研究課題
膀胱がんをより早期に検出でき、かつ簡易検査で使用可能なマーカーの獲得を目指し、膀胱がん患者尿中の自己抗体に着目した研究を行った。尿は直接腫瘍に晒されていることから膀胱がん特異的な抗体が多数存在すると考え、膀胱がん患者尿中に含まれる抗体をProtein Aカラムを用いて精製し回収した。個々の患者における抗体の存在量をSDS-PAGE法により確認した結果、個体差はあるものの、以降の実験に十分な量の抗体が回収できることを確認した。回収した尿中抗体を一次抗体として、膀胱がん細胞株のタンパク質を対象とした二次元免疫ブロット法を行った。その結果、膀胱がん患者の尿中抗体と反応した抗原タンパク質は28スポットであった。検出された抗原タンパク質スポットの中には膀胱がん患者の8割以上で反応性を示す抗原タンパク質も認められた。検出された抗原タンパク質スポットと一致する部分をCBB染色したゲルから切り出し、トリプシンを用いたゲル内消化を行った後、LC-MSを用いてタンパク質を同定した。まだ詳細な検討は行っていないのでタンパク質名は伏せるが、細胞骨格系や腫瘍発生、細胞膜上の受容体など、様々な機能に関わるタンパク質が含まれていた。これらは有望な膀胱がんの診断マーカーの候補となる可能性がある。今後はこれらの候補となるタンパク質を同定していくことに加え、同定されたこれらの自己抗体の特異性を健常者尿ならびに良性疾患患者尿を用いたELISA法を用いて確認する必要がある。
3: やや遅れている
膀胱がん患者の尿検体を用いて、膀胱がん細胞株のタンパク質を対象とした二次元免疫ブロット法により、膀胱癌患者尿中の抗体が認識する抗原タンパク質を検出した。これらのタンパク質の同定の際に、当研究室が保有する質量分析装置が不調となり、タンパク質の同定までに時間を要した。現在は同大学内の別の装置を用いてのタンパク質同定が可能となっている。

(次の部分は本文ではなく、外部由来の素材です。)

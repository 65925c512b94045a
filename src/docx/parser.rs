//! DOCX body parser.

use crate::container::{OoxmlContainer, DOCUMENT_PART};
use crate::error::{Error, Result};
use crate::model::{Document, Paragraph, Run, TextNode};
use quick_xml::events::Event;
use quick_xml::name::{Namespace, ResolveResult};
use quick_xml::NsReader;
use std::path::Path;
use tracing::{debug, trace};

/// WordprocessingML main namespace.
pub const WML_NAMESPACE: &str = "http://schemas.openxmlformats.org/wordprocessingml/2006/main";

/// Parser for the body of a Word package.
#[derive(Debug)]
pub struct DocxParser {
    container: OoxmlContainer,
}

impl DocxParser {
    /// Open a DOCX file for parsing.
    pub fn open(path: impl AsRef<Path>) -> Result<Self> {
        let container = OoxmlContainer::open(path)?;
        Ok(Self::from_container(container))
    }

    /// Create a parser from bytes.
    pub fn from_bytes(data: Vec<u8>) -> Result<Self> {
        let container = OoxmlContainer::from_bytes(data)?;
        Ok(Self::from_container(container))
    }

    /// Create a parser from an already opened container.
    pub fn from_container(container: OoxmlContainer) -> Self {
        Self { container }
    }

    /// Read `word/document.xml` and build the document tree.
    pub fn parse(&self) -> Result<Document> {
        let xml = self.container.read_xml(DOCUMENT_PART)?;
        let doc = parse_document_xml(&xml)?;
        debug!(paragraphs = doc.paragraphs.len(), "parsed document body");
        Ok(doc)
    }

    /// Get the underlying container.
    pub fn container(&self) -> &OoxmlContainer {
        &self.container
    }
}

/// Build a [`Document`] from the markup of a document part.
///
/// Paragraphs are collected wherever they appear (body, table cells, text
/// boxes) in start-tag order. A run is attached to its nearest enclosing
/// paragraph and a text node to its nearest enclosing run; text is never
/// carried across a paragraph boundary.
pub fn parse_document_xml(xml: &str) -> Result<Document> {
    let mut reader = NsReader::from_str(xml);
    // Whitespace inside w:t is content
    reader.config_mut().trim_text(false);

    let mut builder = TreeBuilder::default();
    let mut buf = Vec::new();

    loop {
        match reader.read_resolved_event_into(&mut buf)? {
            (ns, Event::Start(e)) => {
                let kind = NodeKind::resolve(&ns, e.local_name().as_ref())?;
                builder.open(kind)?;
            }
            (ns, Event::Empty(e)) => {
                let kind = NodeKind::resolve(&ns, e.local_name().as_ref())?;
                builder.open(kind)?;
                builder.close()?;
            }
            (_, Event::End(_)) => builder.close()?,
            (_, Event::Text(e)) => builder.text(&e.unescape()?)?,
            (_, Event::CData(e)) => builder.text(&String::from_utf8_lossy(&e))?,
            (_, Event::Eof) => break,
            _ => {}
        }
        buf.clear();
    }

    builder.finish()
}

/// Element kinds the extractor cares about.
#[derive(Debug, Clone, Copy, PartialEq, Eq)]
enum NodeKind {
    Paragraph,
    Run,
    Text,
    Other,
}

impl NodeKind {
    fn resolve(ns: &ResolveResult, local_name: &[u8]) -> Result<Self> {
        match ns {
            ResolveResult::Bound(Namespace(uri)) if *uri == WML_NAMESPACE.as_bytes() => {
                Ok(match local_name {
                    b"p" => NodeKind::Paragraph,
                    b"r" => NodeKind::Run,
                    b"t" => NodeKind::Text,
                    _ => NodeKind::Other,
                })
            }
            ResolveResult::Unknown(prefix) => Err(Error::Format(format!(
                "unbound namespace prefix '{}'",
                String::from_utf8_lossy(prefix)
            ))),
            _ => Ok(NodeKind::Other),
        }
    }
}

/// An element currently open in the reader.
///
/// Runs and text nodes get their slot in the tree when they open, so the
/// tree keeps start-tag order however the elements nest.
enum Frame {
    /// Index into `Document::paragraphs`
    Paragraph(usize),
    /// Paragraph and run index, `None` outside any paragraph
    Run(Option<(usize, usize)>),
    /// Paragraph, run and text index, `None` outside any run
    Text(Option<(usize, usize, usize)>),
    Other,
}

#[derive(Default)]
struct TreeBuilder {
    document: Document,
    stack: Vec<Frame>,
    saw_root: bool,
    root_closed: bool,
}

impl TreeBuilder {
    fn open(&mut self, kind: NodeKind) -> Result<()> {
        if self.root_closed {
            return Err(Error::Format(
                "element after the end of the root element".to_string(),
            ));
        }
        self.saw_root = true;

        let frame = match kind {
            NodeKind::Paragraph => {
                self.document.add_paragraph(Paragraph::new());
                Frame::Paragraph(self.document.paragraphs.len() - 1)
            }
            NodeKind::Run => {
                let slot = self.enclosing_paragraph().map(|p| {
                    let runs = &mut self.document.paragraphs[p].runs;
                    runs.push(Run::new());
                    (p, runs.len() - 1)
                });
                if slot.is_none() {
                    trace!("dropping run outside any paragraph");
                }
                Frame::Run(slot)
            }
            NodeKind::Text => {
                let slot = self.enclosing_run().map(|(p, r)| {
                    let texts = &mut self.document.paragraphs[p].runs[r].texts;
                    texts.push(TextNode::empty());
                    (p, r, texts.len() - 1)
                });
                if slot.is_none() {
                    trace!("dropping text outside any run");
                }
                Frame::Text(slot)
            }
            NodeKind::Other => Frame::Other,
        };
        self.stack.push(frame);
        Ok(())
    }

    fn close(&mut self) -> Result<()> {
        self.stack
            .pop()
            .ok_or_else(|| Error::Format("closing tag without matching start".to_string()))?;

        if self.stack.is_empty() {
            self.root_closed = true;
        }
        Ok(())
    }

    fn text(&mut self, text: &str) -> Result<()> {
        match self.stack.last() {
            Some(&Frame::Text(Some((p, r, t)))) => {
                self.document.paragraphs[p].runs[r].texts[t].push_str(text);
            }
            // Only whitespace may surround the root element
            None if !text.trim().is_empty() => {
                return Err(Error::Format(
                    "text outside the root element".to_string(),
                ));
            }
            _ => {}
        }
        Ok(())
    }

    fn enclosing_paragraph(&self) -> Option<usize> {
        self.stack.iter().rev().find_map(|frame| match frame {
            Frame::Paragraph(index) => Some(*index),
            _ => None,
        })
    }

    fn enclosing_run(&self) -> Option<(usize, usize)> {
        for frame in self.stack.iter().rev() {
            match frame {
                Frame::Run(slot) => return *slot,
                Frame::Paragraph(_) => return None,
                _ => {}
            }
        }
        None
    }

    fn finish(self) -> Result<Document> {
        if !self.saw_root {
            return Err(Error::Format("no root element".to_string()));
        }
        if !self.stack.is_empty() {
            return Err(Error::Format(format!(
                "unexpected end of document: {} unclosed element(s)",
                self.stack.len()
            )));
        }
        Ok(self.document)
    }
}
//! DOCX (Word) document parser.
//!
//! This module reads the main document part of a Word package and turns
//! its paragraphs, runs and text elements into the [`crate::model`] tree.

mod parser;

pub use parser::{parse_document_xml, DocxParser, WML_NAMESPACE};
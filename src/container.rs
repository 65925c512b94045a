//! ZIP container abstraction for Word packages.

use crate::error::{Error, Result};
use std::cell::RefCell;
use std::fs::File;
use std::io::{BufReader, Cursor, Read, Seek};
use std::path::Path;
use tracing::debug;

/// Path of the main document part inside a Word package.
pub const DOCUMENT_PART: &str = "word/document.xml";

/// Fix XML encoding declaration from UTF-16 to UTF-8.
///
/// After UTF-16 content has been decoded into a Rust `String` the declaration
/// still announces UTF-16, which would make the XML reader reinterpret the
/// text.
fn fix_xml_encoding_declaration(content: &str) -> String {
    if content.starts_with("<?xml") {
        if let Some(end_decl) = content.find("?>") {
            let decl = &content[..end_decl + 2];
            let rest = &content[end_decl + 2..];

            let fixed_decl = decl
                .replace("encoding=\"UTF-16\"", "encoding=\"UTF-8\"")
                .replace("encoding='UTF-16'", "encoding='UTF-8'")
                .replace("encoding=\"utf-16\"", "encoding=\"UTF-8\"")
                .replace("encoding='utf-16'", "encoding='UTF-8'");

            return format!("{}{}", fixed_decl, rest);
        }
    }
    content.to_string()
}

/// Decode XML bytes handling UTF-8 and UTF-16 (LE/BE) content.
///
/// Word writes UTF-8, but packages produced by other tools occasionally
/// carry UTF-16 parts.
pub fn decode_xml_bytes(bytes: &[u8]) -> Result<String> {
    if let Some(rest) = bytes.strip_prefix(&[0xEF, 0xBB, 0xBF]) {
        return String::from_utf8(rest.to_vec())
            .map_err(|e| Error::Format(format!("invalid UTF-8: {}", e)));
    }

    if let Some(rest) = bytes.strip_prefix(&[0xFF, 0xFE]) {
        let content = decode_utf16(rest, u16::from_le_bytes)?;
        return Ok(fix_xml_encoding_declaration(&content));
    }

    if let Some(rest) = bytes.strip_prefix(&[0xFE, 0xFF]) {
        let content = decode_utf16(rest, u16::from_be_bytes)?;
        return Ok(fix_xml_encoding_declaration(&content));
    }

    match String::from_utf8(bytes.to_vec()) {
        Ok(s) => Ok(s),
        Err(e) => {
            // ASCII markup in UTF-16 leaves a zero in every other byte
            if bytes.len() >= 4 && bytes[1] == 0 && bytes[3] == 0 {
                decode_utf16(bytes, u16::from_le_bytes)
            } else if bytes.len() >= 4 && bytes[0] == 0 && bytes[2] == 0 {
                decode_utf16(bytes, u16::from_be_bytes)
            } else if let Some(encoding) = declared_encoding(bytes) {
                Err(Error::Format(format!(
                    "unsupported encoding '{}': {}",
                    encoding, e
                )))
            } else {
                Err(Error::Format(format!("invalid UTF-8: {}", e)))
            }
        }
    }
}

/// Encoding named in the XML declaration, unless it is UTF-8.
fn declared_encoding(bytes: &[u8]) -> Option<String> {
    let end = bytes.windows(2).position(|w| w == b"?>")?;
    let decl = std::str::from_utf8(&bytes[..end]).ok()?;
    if !decl.starts_with("<?xml") {
        return None;
    }

    let value = decl.split("encoding=").nth(1)?;
    let quote = value.chars().next().filter(|c| *c == '"' || *c == '\'')?;
    let name = value[1..].split(quote).next()?;
    if name.eq_ignore_ascii_case("utf-8") {
        None
    } else {
        Some(name.to_string())
    }
}

fn decode_utf16(bytes: &[u8], unit: fn([u8; 2]) -> u16) -> Result<String> {
    let units = bytes.chunks_exact(2).map(|pair| unit([pair[0], pair[1]]));

    char::decode_utf16(units)
        .collect::<std::result::Result<String, _>>()
        .map_err(|e| Error::Format(format!("invalid UTF-16: {}", e)))
}

/// Word package opened from a ZIP archive.
///
/// The whole archive is held in memory; the source file is closed as soon
/// as it has been read.
pub struct OoxmlContainer {
    archive: RefCell<zip::ZipArchive<Cursor<Vec<u8>>>>,
}

impl OoxmlContainer {
    /// Open a package from a file path.
    ///
    /// # Example
    ///
    /// ```no_run
    /// use docx2txt::container::OoxmlContainer;
    ///
    /// let container = OoxmlContainer::open("document.docx")?;
    /// assert!(container.exists("word/document.xml"));
    /// # Ok::<(), docx2txt::Error>(())
    /// ```
    pub fn open(path: impl AsRef<Path>) -> Result<Self> {
        let path = path.as_ref();
        let unreadable =
            |e: std::io::Error| Error::Package(format!("cannot read {}: {}", path.display(), e));

        let file = File::open(path).map_err(unreadable)?;
        let mut reader = BufReader::new(file);
        let mut data = Vec::new();
        reader.read_to_end(&mut data).map_err(unreadable)?;

        debug!(path = %path.display(), bytes = data.len(), "read package");
        Self::from_bytes(data)
    }

    /// Create a container from a byte vector.
    pub fn from_bytes(data: Vec<u8>) -> Result<Self> {
        let archive = zip::ZipArchive::new(Cursor::new(data))?;
        debug!(entries = archive.len(), "opened package archive");
        Ok(Self {
            archive: RefCell::new(archive),
        })
    }

    /// Create a container from a reader.
    pub fn from_reader<R: Read + Seek>(mut reader: R) -> Result<Self> {
        let mut data = Vec::new();
        reader
            .read_to_end(&mut data)
            .map_err(|e| Error::Package(format!("cannot read package: {}", e)))?;
        Self::from_bytes(data)
    }

    /// Read the raw bytes of an entry.
    pub fn read_binary(&self, path: &str) -> Result<Vec<u8>> {
        let mut archive = self.archive.borrow_mut();
        let mut file = archive.by_name(path).map_err(|e| match e {
            zip::result::ZipError::FileNotFound => {
                Error::Package(format!("missing part '{}'", path))
            }
            other => other.into(),
        })?;

        let mut data = Vec::new();
        file.read_to_end(&mut data)
            .map_err(|e| Error::Package(format!("cannot read part '{}': {}", path, e)))?;
        Ok(data)
    }

    /// Read an XML entry as a string, decoding UTF-8 or UTF-16.
    pub fn read_xml(&self, path: &str) -> Result<String> {
        let bytes = self.read_binary(path)?;
        decode_xml_bytes(&bytes)
    }

    /// Check if an entry exists in the archive.
    pub fn exists(&self, path: &str) -> bool {
        let archive = self.archive.borrow();
        let found = archive.file_names().any(|n| n == path);
        found
    }

    /// List all entries in the archive.
    pub fn list_files(&self) -> Vec<String> {
        let archive = self.archive.borrow();
        archive.file_names().map(String::from).collect()
    }
}

impl std::fmt::Debug for OoxmlContainer {
    fn fmt(&self, f: &mut std::fmt::Formatter<'_>) -> std::fmt::Result {
        f.debug_struct("OoxmlContainer")
            .field("files", &self.list_files().len())
            .finish()
    }
}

①膀胱がん患者尿中抗体を用いた抗原の同定(昨年度より実施中): 膀胱がん患者尿を一次抗体に用いた二次元免疫ブロット法により、膀胱がん細胞株由来のタンパク質に反応性を示す自己抗体が認識する抗原タンパク質を引き続き同定する。②同定された尿中自己抗体の診断マーカーとしての評価: ①で同定された抗原タンパク質のうち、多くの症例で共通していた抗原を中心にタンパク質合成を行う。膀胱がん患者尿、健常者尿及び非腫瘍性尿路系疾患患者尿(尿路結石や膀胱炎など)を用いたELISA法により反応特異性を評価することで、膀胱がんの診断マーカーとしての有用性を確認する。③同定された抗原タンパク質の膀胱がん組織での発現の確認: ②で有用性の確認が取れた自己抗体が認識する抗原タンパク質の局在が膀胱がん組織由来であるか否かを確認するため、膀胱がん組織を用いた免疫染色法にて検討する。
尿中抗体を用いた二次元免疫ブロット法で検出した抗原タンパク質の同定に少し時間を要したため、タンパク質合成やELISA法に関する費用の執行がなかった。これらについては次年度にタンパク質合成やELISA法の費用として使用する。